Le philosophe français, comme on le voit, souligne l’impossibilité de sortir d’un schéma logique imposé et normatif dans l’accueil et l’interprétation du discours de l’Autre. Et Barthes, après lui, indique quelles pourraient être les réponses à cette tentative de réduire le discours – et, en particulier, le discours poétique –, à la servitude d’une langue grégaire, en cherchant à enfermer l’exception dans un paradigme herméneutique partagé : pour reprendre ses termes, s’entêter, se déplacer et jouer, trois manières complémentaires et/ou alternatives de s’opposer avec force au pouvoir normatif du canon, en maintenant intacte la capacité de l’écrivain à inventer à l’intérieur d’une langue propre et inaliénable ou d’échapper à un usage et un abus du discours qu’il invente, en choisissant, à la limite, d’abjurer ce qu’il a écrit.

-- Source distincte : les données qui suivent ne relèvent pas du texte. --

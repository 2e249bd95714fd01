//! Firebase ID 토큰 검증기
//!
//! 보호된 라우트의 Bearer 토큰을 검증합니다. Firebase가 공개하는 JWKS의
//! RS256 공개키로 서명을 확인하므로, 전체 시스템에서 유일하게 원격 호출이 아닌
//! 로컬 연산으로 수행되는 제공자 작업입니다(키는 주기적으로 회전되므로 캐시).
//!
//! # 검증 단계
//!
//! 1. 토큰 헤더의 `kid`로 JWKS에서 공개키 선택 (없으면 JWKS 재조회)
//! 2. RS256 서명 + `exp` 검증 (`jsonwebtoken`)
//! 3. `aud` == 프로젝트 ID, `iss` == `https://securetoken.google.com/{project_id}`
//! 4. `sub` 비어 있지 않음
//! 5. 폐기 판정: Admin lookup으로 `disabled` 계정과 `validSince` 이후
//!    재인증되지 않은 토큰 거부
//!
//! 모든 실패는 [`AppError::AuthenticationError`](401)로 수렴합니다.

use std::collections::HashMap;
use std::sync::{Arc, RwLock};

use jsonwebtoken::{decode, decode_header, Algorithm, DecodingKey, Validation};
use serde::Deserialize;

use crate::config::FirebaseConfig;
use crate::domain::models::accounts::user_record::UserRecord;
use crate::domain::models::token::decoded_token::DecodedIdToken;
use crate::errors::{AppError, AppResult};
use crate::firebase::admin_client::AdminClient;

/// JWKS 엔드포인트가 반환하는 개별 공개키
#[derive(Debug, Clone, Deserialize)]
pub struct Jwk {
    /// 키 식별자 (토큰 헤더의 `kid`와 대조)
    pub kid: String,
    /// RSA modulus (base64url)
    pub n: String,
    /// RSA exponent (base64url)
    pub e: String,
}

/// JWKS 응답 본문
#[derive(Debug, Deserialize)]
struct JwkSet {
    keys: Vec<Jwk>,
}

/// Firebase ID 토큰 검증기
///
/// JWKS 캐시는 `kid` 미스 시에만 갱신됩니다. Google은 키 회전 시 이전 키를
/// 일정 기간 함께 게시하므로, 미스 후 한 번의 재조회로 충분합니다.
pub struct TokenVerifier {
    http: reqwest::Client,
    admin: Arc<AdminClient>,
    keys: RwLock<HashMap<String, Jwk>>,
}

impl TokenVerifier {
    pub fn new(admin: Arc<AdminClient>) -> Self {
        Self {
            http: reqwest::Client::new(),
            admin,
            keys: RwLock::new(HashMap::new()),
        }
    }

    /// ID 토큰을 검증하고 클레임을 반환합니다.
    ///
    /// 서명/만료/대상/발급자 검증과 폐기 판정을 모두 통과해야 합니다.
    pub async fn verify(&self, token: &str) -> AppResult<DecodedIdToken> {
        let header = decode_header(token)
            .map_err(|e| AppError::AuthenticationError(format!("토큰 헤더 해석 실패: {}", e)))?;

        let kid = header
            .kid
            .ok_or_else(|| AppError::AuthenticationError("토큰 헤더에 kid가 없습니다".to_string()))?;

        let jwk = self.key_for(&kid).await?;

        let decoding_key = DecodingKey::from_rsa_components(&jwk.n, &jwk.e)
            .map_err(|e| AppError::AuthenticationError(format!("서명 키 구성 실패: {}", e)))?;

        let validation = build_validation();

        let data = decode::<DecodedIdToken>(token, &decoding_key, &validation)
            .map_err(|e| AppError::AuthenticationError(format!("토큰 검증 실패: {}", e)))?;

        let claims = data.claims;
        validate_subject(&claims)?;

        self.check_revocation(&claims).await?;

        Ok(claims)
    }

    /// `kid`에 해당하는 공개키를 캐시 또는 JWKS 재조회로 찾습니다.
    async fn key_for(&self, kid: &str) -> AppResult<Jwk> {
        {
            let keys = self.keys.read().unwrap();
            if let Some(jwk) = keys.get(kid) {
                return Ok(jwk.clone());
            }
        }

        self.refresh_keys().await?;

        let keys = self.keys.read().unwrap();
        keys.get(kid).cloned().ok_or_else(|| {
            AppError::AuthenticationError(format!("알 수 없는 서명 키입니다: kid={}", kid))
        })
    }

    /// JWKS를 조회하여 키 캐시를 교체합니다.
    async fn refresh_keys(&self) -> AppResult<()> {
        let response = self
            .http
            .get(FirebaseConfig::jwks_url())
            .send()
            .await
            .map_err(|e| AppError::AuthenticationError(format!("JWKS 조회 실패: {}", e)))?;

        if !response.status().is_success() {
            return Err(AppError::AuthenticationError(format!(
                "JWKS 조회 거부: HTTP {}",
                response.status()
            )));
        }

        let jwk_set = response
            .json::<JwkSet>()
            .await
            .map_err(|e| AppError::AuthenticationError(format!("JWKS 해석 실패: {}", e)))?;

        let mut keys = self.keys.write().unwrap();
        *keys = jwk_set
            .keys
            .into_iter()
            .map(|jwk| (jwk.kid.clone(), jwk))
            .collect();

        log::debug!("JWKS 갱신 완료: {}개 키", keys.len());
        Ok(())
    }

    /// 토큰 폐기 여부를 Admin lookup으로 판정합니다.
    ///
    /// `disabled` 계정의 토큰과, `validSince` 이후 재인증되지 않은
    /// (= 폐기 시점 이전에 발급된) 토큰을 거부합니다.
    async fn check_revocation(&self, claims: &DecodedIdToken) -> AppResult<()> {
        let record = self
            .admin
            .lookup_by_uid(claims.uid())
            .await
            .map_err(|e| AppError::AuthenticationError(format!("계정 상태 확인 실패: {}", e)))?;

        if is_revoked(&record, claims.auth_time) {
            log::warn!("폐기된 토큰 거부: uid={}", claims.uid());
            return Err(AppError::AuthenticationError(
                "폐기되었거나 비활성화된 계정의 토큰입니다".to_string(),
            ));
        }

        Ok(())
    }
}

/// aud/iss/exp 검증 규칙을 구성합니다.
fn build_validation() -> Validation {
    let mut validation = Validation::new(Algorithm::RS256);
    validation.set_audience(&[FirebaseConfig::project_id()]);
    validation.set_issuer(&[FirebaseConfig::issuer()]);
    validation
}

/// `sub` 클레임이 비어 있지 않은지 확인합니다.
fn validate_subject(claims: &DecodedIdToken) -> AppResult<()> {
    if claims.sub.is_empty() {
        return Err(AppError::AuthenticationError(
            "토큰의 sub 클레임이 비어 있습니다".to_string(),
        ));
    }
    Ok(())
}

/// 계정 상태와 토큰의 인증 시각으로 폐기 여부를 판정합니다.
fn is_revoked(record: &UserRecord, auth_time: i64) -> bool {
    if record.disabled {
        return true;
    }

    match record.valid_since_seconds() {
        Some(valid_since) => valid_since > auth_time,
        None => false,
    }
}

/// 키 목록에서 `kid`가 일치하는 키를 선택합니다.
#[cfg(test)]
fn select_key<'a>(keys: &'a [Jwk], kid: &str) -> Option<&'a Jwk> {
    keys.iter().find(|jwk| jwk.kid == kid)
}

#[cfg(test)]
mod tests {
    use super::*;
    use crate::domain::models::token::decoded_token::FirebaseClaims;

    fn sample_claims(sub: &str, auth_time: i64) -> DecodedIdToken {
        DecodedIdToken {
            aud: "my-project".to_string(),
            iss: "https://securetoken.google.com/my-project".to_string(),
            sub: sub.to_string(),
            iat: auth_time,
            exp: auth_time + 3600,
            auth_time,
            email: None,
            email_verified: None,
            phone_number: None,
            picture: None,
            firebase: FirebaseClaims::default(),
        }
    }

    fn sample_record(disabled: bool, valid_since: Option<&str>) -> UserRecord {
        serde_json::from_value(serde_json::json!({
            "localId": "uid-1",
            "disabled": disabled,
            "validSince": valid_since,
        }))
        .unwrap()
    }

    #[test]
    fn test_jwk_set_parses_google_response() {
        let json = serde_json::json!({
            "keys": [
                { "kty": "RSA", "alg": "RS256", "use": "sig", "kid": "key-1", "n": "modulus-1", "e": "AQAB" },
                { "kty": "RSA", "alg": "RS256", "use": "sig", "kid": "key-2", "n": "modulus-2", "e": "AQAB" }
            ]
        });

        let jwk_set: JwkSet = serde_json::from_value(json).unwrap();
        assert_eq!(jwk_set.keys.len(), 2);

        let selected = select_key(&jwk_set.keys, "key-2").unwrap();
        assert_eq!(selected.n, "modulus-2");
    }

    #[test]
    fn test_select_key_with_unknown_kid() {
        let keys = vec![Jwk {
            kid: "key-1".to_string(),
            n: "modulus".to_string(),
            e: "AQAB".to_string(),
        }];

        assert!(select_key(&keys, "key-9").is_none());
    }

    #[test]
    fn test_empty_subject_is_rejected() {
        let claims = sample_claims("", 1_700_000_000);
        assert!(validate_subject(&claims).is_err());

        let claims = sample_claims("uid-1", 1_700_000_000);
        assert!(validate_subject(&claims).is_ok());
    }

    #[test]
    fn test_disabled_account_token_is_revoked() {
        let record = sample_record(true, None);
        assert!(is_revoked(&record, 1_700_000_000));
    }

    #[test]
    fn test_token_issued_before_valid_since_is_revoked() {
        // 폐기 시점(validSince) 이전에 인증된 토큰은 거부
        let record = sample_record(false, Some("1700000100"));
        assert!(is_revoked(&record, 1_700_000_000));

        // 폐기 이후 재인증한 토큰은 허용
        assert!(!is_revoked(&record, 1_700_000_200));
    }

    #[test]
    fn test_account_without_revocation_history() {
        let record = sample_record(false, None);
        assert!(!is_revoked(&record, 1_700_000_000));
    }
}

Pour en venir à l’« étrange » affaire de Qorpo-Santo, pseudonyme ou presque hétéronyme (étant donné qu’il ne fait référence à lui-même qu’à la troisième personne) de Joaquim de Campos Leão, écrivain insoumis et marginalisé qui vécut entre 1829 et 1883 dans la ville de Porto Alegre, dans le Rio Grande do Sul, où il fut pour le moins ignoré, et où il se vit même exclu de toute responsabilité publique, nous pouvons aisément lui appliquer les postulats théoriques élaborés par les deux grands sémiologues et philosophes français presqu’un siècle plus tard. En effet, Qorpo-Santo a toujours rejeté, depuis le choix de la graphie de son nom de plume, la langue imposée par la norme, en modelant, à partir de celle-ci, un langage illégal qui lui est propre, et dont rend déjà compte le titre de ses œuvres complètes en neuf volumes : Ensiqlopèdia ou seis mezes de huma enfermidade (Ensiqlopédie ou siss mois d’hune infirmité).


 

Une œuvre qui, dès le départ, s’inscrit comme une infraction au discours dominant et qui s’écrit à l’« extérieur » d’une logique semblant détruire toutes les disciplines, tous les paradigmes et tous les dispositifs. En effet, dans sa très vaste production, dans la véritable avalanche d’écrits que Qorpo-Santo a produit et par laquelle il a lui-même fini, dans son identité d’auteur et d’être humain, par être submergé, on trouve des textes de nature extrêmement diverses : des œuvres théâtrales, des chroniques, des récits, des lettres et des notices biographiques. Une nébuleuse, ou une constellation discursive constituée d’objets divers et de formes hétérogènes dans laquelle il est impossible de trouver un véritable fil conducteur, ne fût-ce celui du désir d’ouvrir un espace à une prolifération incontrôlée de mots, de sons, d’images. En effet, c’est seulement en suivant le logique du désir, d’un corps traversé et sanctifié par la volonté de dire et de se dédire, de savoir et d’oublier, que nous pouvons – sans parvenir, pourtant, à annuler le partage – prêter l’oreille, dans un silence également religieux, « sacré » par l’exposition indécente d’un corps, à ce discours « investi par le désir, et qui se juge lui-même – dans la plus grande exaltation ou l’angoisse la plus profonde – chargé de terribles pouvoirs »4.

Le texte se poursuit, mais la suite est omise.